April 10, 2009 07:48

Hello, all - I'm back. The past few weeks have consisted of much practicing and much WRITING, but not writing of this sort: it's both tax time and grantwriting time, and while I am one of the many that is still working on his 2008 IRS 1040s I did, after a forty-eight hour lockdown (that consisted of slaying some personal dragons as well as many takes of Bach and Ysaye), get a grant application out before the deadline. While I have done this before, I have to say that I now have an even deeper respect for those who work in Development and fundraising for our arts organizations. Thank you all so much for doing what you do!

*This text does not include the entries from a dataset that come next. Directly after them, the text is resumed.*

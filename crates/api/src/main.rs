//! Bazaar API server

use anyhow::Context;
use bazaar_api::{config::LogFormat, routes::create_router, AppState, Config};
use tracing_subscriber::EnvFilter;

#[tokio::main]
async fn main() -> anyhow::Result<()> {
    // .env is optional; real deployments set the environment directly
    let _ = dotenvy::dotenv();

    let config = Config::from_env().context("invalid configuration")?;
    init_tracing(config.log_format);

    tracing::info!("Starting Bazaar API v{}", env!("CARGO_PKG_VERSION"));

    let pool = bazaar_shared::create_pool(&config.database_url, config.database_max_connections)
        .await
        .context("failed to connect to database")?;
    bazaar_shared::run_migrations(&pool)
        .await
        .context("failed to run migrations")?;

    let bind_address = config.bind_address.clone();
    let state = AppState::new(pool, config);
    let app = create_router(state);

    let listener = tokio::net::TcpListener::bind(&bind_address)
        .await
        .with_context(|| format!("failed to bind {}", bind_address))?;
    tracing::info!(address = %bind_address, "Bazaar API listening");

    axum::serve(listener, app)
        .with_graceful_shutdown(shutdown_signal())
        .await
        .context("server failed")?;

    tracing::info!("Server stopped");
    Ok(())
}

fn init_tracing(format: LogFormat) {
    let filter = EnvFilter::try_from_default_env()
        .unwrap_or_else(|_| EnvFilter::new("info,bazaar_api=debug,bazaar_messaging=debug,tower_http=info"));

    match format {
        LogFormat::Json => tracing_subscriber::fmt()
            .json()
            .with_env_filter(filter)
            .with_current_span(false)
            .init(),
        LogFormat::Pretty => tracing_subscriber::fmt().with_env_filter(filter).init(),
    }
}

async fn shutdown_signal() {
    if let Err(e) = tokio::signal::ctrl_c().await {
        tracing::error!(error = %e, "Failed to listen for shutdown signal");
        std::future::pending::<()>().await;
    }
    tracing::info!("Shutdown signal received");
}
//! Authentication module for Bazaar

pub mod jwt;
pub mod middleware;

pub use jwt::{Claims, JwtError, JwtManager};
pub use middleware::{require_auth, AuthState, AuthUser};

In a recent article in the Philadelphia Inquirer, Peter Dobrin speaks of the state of America's orchestras and the (if I may) draconian measures being taken to survive the economic downturn. For those who are unaware, many orchestras are cancelling tours, laying off employees in administrative positions, freezing salaries, shortening both summer seasons and the number of concerts to be given during the 2009-2010 season - and many music directors are taking salary cuts. While this has happened before (in an earlier blog I mentioned the cataclysmic period between 2001-2003), this round of "chopping" is sounding greater alarms due to the fact that these measures are being taken by large cultural institutions including the Cleveland Orchestra, Philadelphia Orchestra, Minnesota Orchestra, Pittsburgh Symphony, Atlanta Symphony and the Metropolitan Opera.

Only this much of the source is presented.